Ein Reformvorschlag sorgt in der Leichtathletik für Wirbel
Jürgen Hingsen kann über die Idee nur lachen. Acht- statt Zehnkampf? »Das ist Schwachsinn, den Vorschlag finde ich voll daneben«, sagte der deutsche Rekordhalter. Einen entsprechenden Reformvorstoß von Paul Meier kann Hingsen, der 8832-Punkte-Mann, nicht nachvollziehen: »Der Zehnkampf ist die Königsdisziplin der Leichtathletik, die sollte man nicht beschneiden.« Das Rütteln am Mythos ist für den ehemals so bekannten Mehrkämpfer ein »No-Go«. »Der König der Athleten sollte auch ein König bleiben«, sagte Hingsen.
Meier sorgt mit seinem Vorschlag in der Szene derzeit für ordentlich Zündstoff, viele Athleten lehnen ihn ab, andere verstehen zumindest die Idee dahinter. Der WM-Dritte von 1993 hatte zuletzt einen Achtkampf ins Gespräch gebracht, um die Attraktivität des Mehrkampfes zu steigern. Dabei stellte der 45-Jährige - pikanterweise Präsident des Vereins »Zehnkampf-Team« - den Stabhochsprung und Diskuswurf zur Disposition. Den Siebenkampf der Frauen will Meier zudem um eine Disziplin aufstocken.
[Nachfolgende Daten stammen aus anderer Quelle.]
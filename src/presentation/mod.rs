// Presentation layer - HTTP surface for the remote view
pub mod app_state;
pub mod handlers;
// Channel-backed byte source, fed by a producer task or thread
use crate::application::byte_source::ByteSource;
use async_trait::async_trait;
use bytes::Bytes;
use tokio::sync::mpsc;

pub struct ChannelSource {
    rx: mpsc::Receiver<anyhow::Result<Bytes>>,
}

impl ChannelSource {
    pub fn new(rx: mpsc::Receiver<anyhow::Result<Bytes>>) -> Self {
        Self { rx }
    }
}

#[async_trait]
impl ByteSource for ChannelSource {
    async fn read_chunk(&mut self) -> anyhow::Result<Option<Bytes>> {
        // All senders gone means the producer hit end of stream
        match self.rx.recv().await {
            Some(chunk) => chunk.map(Some),
            None => Ok(None),
        }
    }
}
// Ingest service - drives the pipeline from a byte source and a fixed-interval tick
use crate::application::byte_source::{ByteSource, SourceConnector};
use crate::application::pipeline::{DisplaySink, TelemetryPipeline};
use crate::domain::error::ConfigError;
use std::sync::{Arc, Mutex, MutexGuard, PoisonError};
use std::time::Duration;
use tokio::time::MissedTickBehavior;

/// The whole pipeline behind one lock; never held across an `.await`.
pub type SharedPipeline<S> = Arc<Mutex<TelemetryPipeline<S>>>;

pub fn lock_pipeline<S: DisplaySink>(pipeline: &SharedPipeline<S>) -> MutexGuard<'_, TelemetryPipeline<S>> {
    // Pipeline methods leave state consistent even if a sink panicked mid-update
    pipeline.lock().unwrap_or_else(PoisonError::into_inner)
}

pub struct IngestService<S: DisplaySink> {
    pipeline: SharedPipeline<S>,
    tick_interval: Duration,
    reconnect_delay: Duration,
}

impl<S: DisplaySink> Clone for IngestService<S> {
    fn clone(&self) -> Self {
        Self {
            pipeline: self.pipeline.clone(),
            tick_interval: self.tick_interval,
            reconnect_delay: self.reconnect_delay,
        }
    }
}

impl<S: DisplaySink> IngestService<S> {
    pub fn new(
        pipeline: SharedPipeline<S>,
        tick_interval: Duration,
        reconnect_delay: Duration,
    ) -> Result<Self, ConfigError> {
        if tick_interval.is_zero() {
            return Err(ConfigError::ZeroTickInterval);
        }
        Ok(Self {
            pipeline,
            tick_interval,
            reconnect_delay,
        })
    }

    pub fn pipeline(&self) -> &SharedPipeline<S> {
        &self.pipeline
    }

    /// Connect, ingest until the source ends or fails, reset, wait, repeat.
    pub async fn run(&self, connector: &dyn SourceConnector) {
        loop {
            let port = connector.name();

            match connector.connect().await {
                Ok(mut source) => {
                    tracing::info!("Opened telemetry source {}", port);

                    match self.run_session(source.as_mut(), &port).await {
                        Ok(()) => tracing::info!("Telemetry source {} closed", port),
                        Err(e) => tracing::warn!("Lost telemetry source {}: {:#}", port, e),
                    }

                    {
                        let mut pipeline = lock_pipeline(&self.pipeline);
                        pipeline.reset();
                        pipeline.detach_port();
                    }
                }
                Err(e) => {
                    tracing::warn!("Failed to open telemetry source {}: {:#}", port, e);
                }
            }

            tracing::debug!("Reconnecting to {} in {:?}", port, self.reconnect_delay);
            tokio::time::sleep(self.reconnect_delay).await;
        }
    }

    /// Feed one open source into the pipeline, interleaving shrink ticks.
    /// Returns `Ok(())` at end of stream and the read error otherwise.
    pub async fn run_session(&self, source: &mut dyn ByteSource, port: &str) -> anyhow::Result<()> {
        lock_pipeline(&self.pipeline).attach_port(port);

        let mut ticker = tokio::time::interval(self.tick_interval);
        ticker.set_missed_tick_behavior(MissedTickBehavior::Delay);
        // The first tick completes immediately
        ticker.tick().await;

        loop {
            tokio::select! {
                _ = ticker.tick() => {
                    lock_pipeline(&self.pipeline).on_tick();
                }
                chunk = source.read_chunk() => {
                    let Some(chunk) = chunk? else {
                        return Ok(());
                    };
                    let accepted = lock_pipeline(&self.pipeline).on_bytes(&chunk);
                    tracing::trace!("Read {} bytes from {}, {} samples accepted", chunk.len(), port, accepted);
                }
            }
        }
    }
}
»Mir geht es nicht darum, den Zehnkampf abzuschaffen, sondern darum, den Mehrkampf attraktiver und zukunftsfähig zu gestalten«, sagte Meier. »Wenn dazu Veränderungen notwendig sind, bin ich gerne bereit, darüber kontrovers zu diskutieren und revolutionäre Vorschläge einzubringen.«
Der Vorschlag führte nun aber erst einmal dazu, dass unter anderem die beiden deutschen Top-Zehnkämpfer Rico Freimuth und Kai Kazmirek aus dem »Zehnkampf-Team«, einem Verein für Mehrkampf-Enthusiasten, ausgetreten sind. Auch Zehnkampf-Bundestrainer Rainer Pottel, Freimuths Coach Wolfgang Kühne sowie der ehemalige Vize-Weltmeister Michael Schrader erklärten ihren Austritt.
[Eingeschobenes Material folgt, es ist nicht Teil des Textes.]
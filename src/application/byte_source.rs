// Byte source traits - where raw telemetry bytes come from
use async_trait::async_trait;
use bytes::Bytes;

#[async_trait]
pub trait ByteSource: Send {
    /// Next chunk of raw bytes, `None` once the stream has ended.
    /// Must be cancel-safe: the ingest loop races it against the tick timer.
    async fn read_chunk(&mut self) -> anyhow::Result<Option<Bytes>>;
}

#[async_trait]
pub trait SourceConnector: Send + Sync {
    /// Human-readable port name reported in the connection status
    fn name(&self) -> String;

    /// Open the underlying device or stream
    async fn connect(&self) -> anyhow::Result<Box<dyn ByteSource>>;
}
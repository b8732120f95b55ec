// Domain layer - Samples, display events and the scaling policies
pub mod axis;
pub mod config;
pub mod decoder;
pub mod error;
pub mod history;
pub mod scroll;
pub mod telemetry;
»Wir können gerne über revolutionäre Ideen reden, aber nicht über die Abschaffung des Zehnkampfes«, sagte Freimuth. »Wir lehnen den Vorschlag ab.« Zudem beklagte der Weltranglistenerste aus Halle (8663 Punkte), dass Meier nie mit ihm über das Thema gesprochen habe. »Das ist kein seriös geführter Verein«, sagte Freimuth über »Zehnkampf-Team«.
Am Vorabend der WM-Qualifikation für London im August in Ratingen sei zwar auf der Hauptversammlung des Vereins tatsächlich darüber gesprochen worden, aber da lag Freimuth schon im Bett. Und fühlte sich vom Lärm der anschließenden Party auch noch gestört.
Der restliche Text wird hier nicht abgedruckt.